El proyecto entra en contradicción con al menos dos marcos legales clave: la ley 340-06 sobre Compras y Contrataciones Públicas, que exige contratación formal y procedimientos previos para ejecutar obras, y la ley 423-06 Orgánica de Presupuesto, que prohíbe asumir compromisos sin apropiación presupuestaria
SANTO DOMINGO. – El proyecto de ley que busca habilitar el pago de deudas del Estado a contratistas plantea un mecanismo excepcional que, aunque procura resolver una acumulación histórica de reclamaciones, introduce tensiones con principios básicos del régimen legal dominicano en materia de contratación pública y manejo de fondos.
Al permitir la validación de deudas derivadas incluso de obras sin contrato y sin monto definido, la iniciativa flexibiliza principios esenciales de legalidad, control del gasto y planificación fiscal.
A continuación, las claves para entender su alcance y los puntos de conflicto.
1. ¿Qué hace la ley?
La iniciativa crea un procedimiento para revisar y eventualmente pagar deudas a 400 acreedores, derivadas de obras ejecutadas para el Estado, incluyendo casos con contrato formal y otros sin documentación contractual.
Para ello, establece una comisión que evaluará cada expediente y decidirá si la deuda procede total, parcialmente o no.
2. ¿Qué dice el régimen legal vigente?
El sistema dominicano de contratación pública, regido por la Ley 340-06 sobre Compras y Contrataciones Públicas, establece que:
- toda obra del Estado debe estar respaldada por un contrato formal
- debe existir un proceso previo de licitación o adjudicación
- los pagos deben estar sustentados en certificaciones, cubicaciones y disponibilidad presupuestaria
- En paralelo, la Ley 423-06 Orgánica de Presupuesto dispone que no se pueden contraer obligaciones sin apropiación presupuestaria el gasto público debe estar previamente autorizado y registrado
En síntesis, el marco legal exige formalidad, planificación y respaldo presupuestario.
3. ¿Dónde está el choque?
El proyecto introduce un punto crítico: permite revisar y eventualmente reconocer deudas derivadas de obras ejecutadas sin contrato formal.
Esto entra en tensión directa con el principio de legalidad administrativa, las reglas de contratación pública y los controles del gasto establecidos en la ley de presupuesto
En términos prácticos, la ley abre la puerta a regularizar ex post situaciones que, en su origen, no cumplieron el marco legal.
4. ¿Qué rol juega la comisión?
La Comisión para la Revisión de Reclamaciones se convierte en el eje del sistema:
- valida o rechaza expedientes
- determina si la deuda se reconoce total o parcialmente
- sirve como filtro técnico antes de cualquier pago
Sin embargo, su diseño plantea interrogantes no sustituye un proceso judicial, opera con amplio margen de apreciación y no establece criterios detallados y públicos de decisión
Esto introduce un componente de discrecionalidad administrativa.
5. ¿Hay obligación de pagar?
No de forma inmediata.

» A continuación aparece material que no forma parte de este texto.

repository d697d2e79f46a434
//! HTTP server layer
//!
//! Axum server with:
//! - CORS (localhost only by default)
//! - Request tracing
//! - Graceful shutdown
//! - JSON error responses

pub mod error;
pub mod extractors;
pub mod routes;
pub mod server;

pub use error::ApiError;
pub use server::{build_router, run_server, AppState, ServerConfig, ServerError};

El proyecto establece que el Ministerio de Hacienda decidirá si acoge las condiciones de pago y los desembolsos dependerán de la disponibilidad presupuestaria. Es decir, el reconocimiento de la deuda no equivale automáticamente a pago.
6. ¿Cuál es el principal vacío?
El proyecto no establece el monto total de la deuda ni el valor de cada reclamación. Esto implica que el impacto fiscal es desconocido, no hay estimación oficial del costo y el Congreso aprobó el mecanismo sin cuantificar su alcance económico.
7. ¿Qué riesgos han sido señalados?
Desde el punto de vista jurídico y fiscal, se identifican varios riesgos:
- Seguridad jurídica: validar deudas sin contrato puede sentar precedentes para futuras reclamaciones fuera del marco legal
- Transparencia: la ausencia de montos y criterios detallados dificulta el escrutinio público
- Discrecionalidad: la comisión tiene amplio margen para decidir caso por caso
- Impacto fiscal incierto: no se conoce cuánto deberá pagar el Estado
8. ¿Por qué el Ejecutivo la había observado?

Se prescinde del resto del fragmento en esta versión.